謝熠和青頭確實在往西南方向走著,因為唐人街出來不遠就是河邊,剛好在唐人街的西南方向。
謝熠擰著眉毛,一直處於糾結的狀態中。
這個白鬍子老道出現的太奇怪了,青頭帶自己去找這個老道算命,但是這個老道很可能和黃尚或者喜鳳有關係,也就是說青頭很可能和黃尚或者喜鳳有關係? 【寫到這裡我希望讀者記一下我們域名 海量好書在,.等你讀 】
另外,老道說自己所求之事在西南有水的地方。
這老頭知道自己求什麼麼?謝熠現在自己都不能明確自己現階段最需求的是什麼。
第二塊碎片?羽紋銅鳳燈?還是其他的什麼?
他暗嘆一聲,線頭太多,頭緒紛雜……
他站在橋頭抬頭單手遮陽,望向河對岸。
哪怕知道要找什麼,這麼長一條河,河邊這麼大,怎麼找?
正想著,那邊青頭突然喊道:「煜哥,快過來看!」
謝熠趕忙跑過去,隻見青頭蹲在碼頭後麵一個石墩後麵。
他繞到石墩後,青頭正拿著一個黑色的提包看著他。
謝熠伸手接過黑包,疑惑地看了一眼青頭:「這是什麼?」
「不知道啊,我走到這的時候腳下一軟就踩到坑裡,順著坑挖了幾下就挖到了這個。」
謝熠臉上寫滿了「不相信」,心道:編你也編個像樣點的理由啊……這理由編的純拿我當傻子呢?

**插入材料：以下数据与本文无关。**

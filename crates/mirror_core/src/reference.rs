use serde::Deserialize;

use crate::filename::{last_path_segment, synthesized_name};

/// How a resource reference was discovered in a body.
#[derive(Debug, Clone, Copy, PartialEq, Eq)]
pub enum ResourceKind {
    /// Link carrying a structured attachment marker.
    Attachment,
    /// `<img src>`.
    Image,
    /// Hyperlink to a PDF or office document.
    Document,
}

/// One remote resource referenced from a rich-text body.
#[derive(Debug, Clone, PartialEq, Eq)]
pub struct ResourceReference {
    /// Remote URL exactly as written in the body, entities decoded.
    pub url: String,
    /// Declared filename, or one derived from the URL when none was declared.
    pub file_name: String,
    pub kind: ResourceKind,
    pub mime_type: Option<String>,
}

impl ResourceReference {
    pub fn new(
        url: impl Into<String>,
        declared_name: Option<String>,
        kind: ResourceKind,
        mime_type: Option<String>,
    ) -> Self {
        let url = url.into();
        let file_name = declared_name
            .filter(|name| !name.trim().is_empty())
            .unwrap_or_else(|| derive_file_name(&url, mime_type.as_deref()));
        Self {
            url,
            file_name,
            kind,
            mime_type,
        }
    }

    pub fn is_image(&self) -> bool {
        match self.kind {
            ResourceKind::Image => true,
            ResourceKind::Attachment => self
                .mime_type
                .as_deref()
                .is_some_and(|mime| mime.trim().to_ascii_lowercase().starts_with("image/")),
            ResourceKind::Document => false,
        }
    }

    pub fn is_pdf(&self) -> bool {
        !self.is_image() && self.file_name.to_ascii_lowercase().ends_with(".pdf")
    }
}

fn derive_file_name(url: &str, mime_hint: Option<&str>) -> String {
    let segment = last_path_segment(url);
    if segment.is_empty() {
        synthesized_name(url, mime_hint)
    } else {
        segment.to_string()
    }
}

/// Structured metadata carried by an attachment marker (`data-bbfile`).
#[derive(Debug, Clone, Default, PartialEq, Eq, Deserialize)]
#[serde(rename_all = "camelCase")]
pub struct AttachmentMeta {
    pub file_name: Option<String>,
    pub link_name: Option<String>,
    pub display_name: Option<String>,
    pub mime_type: Option<String>,
    pub alternative_text: Option<String>,
}

impl AttachmentMeta {
    /// Parse the decoded attribute payload.
    pub fn parse(raw: &str) -> Result<Self, serde_json::Error> {
        serde_json::from_str(raw)
    }

    pub fn declared_name(&self) -> Option<String> {
        [&self.file_name, &self.link_name, &self.display_name]
            .into_iter()
            .flatten()
            .find(|name| !name.trim().is_empty())
            .cloned()
    }

    pub fn alt_text(&self) -> Option<&str> {
        [&self.alternative_text, &self.display_name]
            .into_iter()
            .flatten()
            .map(String::as_str)
            .find(|text| !text.trim().is_empty())
    }
}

礙於萬象領域的規則,謝熠根本不敢提關於旅者的事情,現在倆人明明都知道對方有問題,都在這互相打啞謎。
謝熠拉開了黑包,一股黴味兒從包裡竄出,他伸手扇了扇就翻看起裡麵的東西。
一盤裝在盒裡的磁帶,一個本子,幾件衣服,最下麵是個錢包和護照。
開啟錢包,照片夾裡是一張泰國身份證,上麵是泰語,下麵是英語。
「WEN HUA CHEN」
「陳文華?」看著姓名的英文欄,謝熠按著讀音讀了出來。
「你認識這個人麼?」謝熠側頭看向青頭問道。
「我怎麼可能認識呢?」
「你為什麼不認識呢?」謝熠一臉肯定地問道。
青頭很無辜地眨著眼睛一言不發,這意思就是:反正我不說!
謝熠咬咬牙,繼續陪他玩這個「明知道對方身份就是不說」的遊戲。
錢包裡除了身份證還有一些泰銖和美金,還有一些寫著泰語的紙片。
他放下錢包,開啟那個本子,入眼竟然全是中文。
本子每頁整整齊齊的畫著表格,表格裡寫著專案名稱和數字,想來應該是金額。
竟然是帳本!
謝熠越看越是心驚,這竟然是已經死了的拐叔的德字頭的一部分帳目。
這個陳文華和拐叔什麼關係?
兩個字突然從謝熠腦海裡蹦出——阿道!
鄭靜嫻讓他追查阿道的下落,這個阿道就是鄭家派在拐叔身邊的臥底。
顯然阿道不會是真名,陳文華是他的本名麼?
謝熠深深吸了一口氣,像從青頭這問出什麼肯定不可能了。
不如把這些東西交給鄭大澤或者鄭靜嫻。
謝熠抬頭看了一眼青頭:「我要把這個交給老大和嫻姐,你要一起去麼?」
青頭撓撓下巴,搖了搖頭道:「我就不去了吧……」
謝熠點點頭,心想玩這麼幼稚的遊戲還真挺費勁。